Worth the trip though, in addition to some other things, I found these lonely panels that came out of a telegraph relay shelter there, that had been attacked by a bulldozer. These were the only 19" rack items still in the shelter, the rest was either missing or crushed. One looks like it was a power distribution panel, the other a power relay bank, made by Stelma Inc.

Part of the interest in this project is using what parts I find to make new things, stuff that would be useful in this shelter build. For example, I saved two GIANT vacuum tubes, each over 14" long, at a recent show. They were bad, one lost it's vacuum and one has no filament voltage, however someone referred me to an article in an old ham radio magazine of how to turn a bad tube into a low-voltage lamp. So guess what are going to become rack-mounted safety lamps in this build? I also saw a recent article in QST magazine of how to salvage an old microwave and all it's components and build an RF amplifier out of them. Pretty neat stuff!

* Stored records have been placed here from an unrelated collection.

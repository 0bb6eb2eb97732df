//! Image placement: pixel heights to anchor rows
//!
//! Rows are 1-based, as in `A1` notation. Each image is anchored at the
//! current row, after which the cursor moves down by
//! `max(1, ceil((height + slack) / row_height)) + spacing` rows, so later
//! images never overlap earlier ones at the default row height.

use html2xlsx_common::LayoutConfig;
use image::ImageReader;
use std::io::Cursor;

use crate::{Result, WorkbookError};

/// An image and where it goes on the sheet
#[derive(Debug, Clone, PartialEq, Eq)]
pub struct ImagePlacement {
    /// 1-based capture order
    pub sequence: usize,
    pub png: Vec<u8>,
    pub width: u32,
    pub height: u32,
    /// 1-based anchor row
    pub row: u32,
    /// 0-based anchor column
    pub column: u16,
}

/// All placements of a sheet plus the first row below them
#[derive(Debug, Clone, PartialEq, Eq)]
pub struct PlacementPlan {
    pub placements: Vec<ImagePlacement>,
    /// 1-based row where padding starts
    pub next_row: u32,
}

impl PlacementPlan {
    /// A plan with no images
    #[must_use]
    pub const fn empty() -> Self {
        Self {
            placements: Vec::new(),
            next_row: 1,
        }
    }
}

/// Monotonic row cursor
#[derive(Debug, Clone)]
pub struct RowCursor {
    layout: LayoutConfig,
    current_row: u32,
}

impl RowCursor {
    #[must_use]
    pub const fn new(layout: LayoutConfig) -> Self {
        Self {
            layout,
            current_row: 1,
        }
    }

    #[must_use]
    pub const fn current_row(&self) -> u32 {
        self.current_row
    }

    /// Rows an image of `height` pixels occupies, spacing excluded
    #[must_use]
    pub fn rows_for_height(&self, height: u32) -> u32 {
        let row_height = self.layout.row_height_px.max(1);
        (height.saturating_add(self.layout.slack_px))
            .div_ceil(row_height)
            .max(1)
    }

    /// Anchor row for an image of `height` pixels; advances the cursor.
    pub fn place(&mut self, height: u32) -> u32 {
        let row = self.current_row;
        self.current_row = self
            .current_row
            .saturating_add(self.rows_for_height(height))
            .saturating_add(self.layout.spacing_rows);
        row
    }
}

/// Native pixel size of an encoded image
pub fn measure_png(sequence: usize, bytes: &[u8]) -> Result<(u32, u32)> {
    let to_error = |message: String| WorkbookError::Image { sequence, message };
    ImageReader::new(Cursor::new(bytes))
        .with_guessed_format()
        .map_err(|e| to_error(e.to_string()))?
        .into_dimensions()
        .map_err(|e| to_error(e.to_string()))
}

/// Measure each `(sequence, png)` and assign it a row, in order.
pub fn plan_placements(
    images: Vec<(usize, Vec<u8>)>,
    layout: &LayoutConfig,
) -> Result<PlacementPlan> {
    let mut cursor = RowCursor::new(*layout);
    let mut placements = Vec::with_capacity(images.len());

    for (sequence, png) in images {
        let (width, height) = measure_png(sequence, &png)?;
        let row = cursor.place(height);
        placements.push(ImagePlacement {
            sequence,
            png,
            width,
            height,
            row,
            column: layout.anchor_column,
        });
    }

    Ok(PlacementPlan {
        placements,
        next_row: cursor.current_row(),
    })
}

#[cfg(test)]
mod tests {
    use super::*;
    use image::{ImageFormat, RgbaImage};

    fn png(width: u32, height: u32) -> Vec<u8> {
        let mut out = Cursor::new(Vec::new());
        RgbaImage::new(width, height)
            .write_to(&mut out, ImageFormat::Png)
            .unwrap();
        out.into_inner()
    }

    #[test]
    fn test_rows_advance_for_40_then_100() {
        let mut cursor = RowCursor::new(LayoutConfig::default());
        assert_eq!(cursor.place(40), 1);
        assert_eq!(cursor.place(100), 5);
        assert_eq!(cursor.current_row(), 12);
    }

    #[test]
    fn test_rows_for_height_rounds_up() {
        let cursor = RowCursor::new(LayoutConfig::default());
        assert_eq!(cursor.rows_for_height(0), 1);
        assert_eq!(cursor.rows_for_height(10), 1);
        assert_eq!(cursor.rows_for_height(11), 2);
        assert_eq!(cursor.rows_for_height(30), 2);
        assert_eq!(cursor.rows_for_height(31), 3);
    }

    #[test]
    fn test_zero_row_height_does_not_divide_by_zero() {
        let cursor = RowCursor::new(LayoutConfig {
            row_height_px: 0,
            ..LayoutConfig::default()
        });
        assert_eq!(cursor.rows_for_height(5), 15);
    }

    #[test]
    fn test_rows_are_strictly_increasing() {
        let mut cursor = RowCursor::new(LayoutConfig::default());
        let rows: Vec<u32> = [0, 1, 500, 3, 20].iter().map(|h| cursor.place(*h)).collect();
        assert!(rows.windows(2).all(|w| w[0] < w[1]));
    }

    #[test]
    fn test_measure_png() {
        assert_eq!(measure_png(1, &png(7, 3)).unwrap(), (7, 3));
    }

    #[test]
    fn test_measure_garbage_fails() {
        let err = measure_png(2, b"not an image").unwrap_err();
        assert!(matches!(err, WorkbookError::Image { sequence: 2, .. }));
    }

    #[test]
    fn test_plan_placements() {
        let plan = plan_placements(
            vec![(1, png(120, 40)), (2, png(80, 100))],
            &LayoutConfig::default(),
        )
        .unwrap();

        let rows: Vec<u32> = plan.placements.iter().map(|p| p.row).collect();
        assert_eq!(rows, vec![1, 5]);
        assert_eq!(plan.next_row, 12);
        assert_eq!((plan.placements[0].width, plan.placements[0].height), (120, 40));
        assert!(plan.placements.iter().all(|p| p.column == 0));
    }

    #[test]
    fn test_empty_plan() {
        let plan = plan_placements(Vec::new(), &LayoutConfig::default()).unwrap();
        assert_eq!(plan, PlacementPlan::empty());
    }
}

Anyways, how do these things relate to the theme of salvaged goodness? Well, unfortunately, these spent too much time outside in the moisture, most of the electronic components are either visibly bad, or suspect. So most of these can't be reused. But the rack panels themselves will live on, for the price I snagged these for, a low-value dead president, it sure beats buying a new panel for an inflated price elsewhere. Not sure what these will become, but suffice to say, more salvaged parts for custom projects.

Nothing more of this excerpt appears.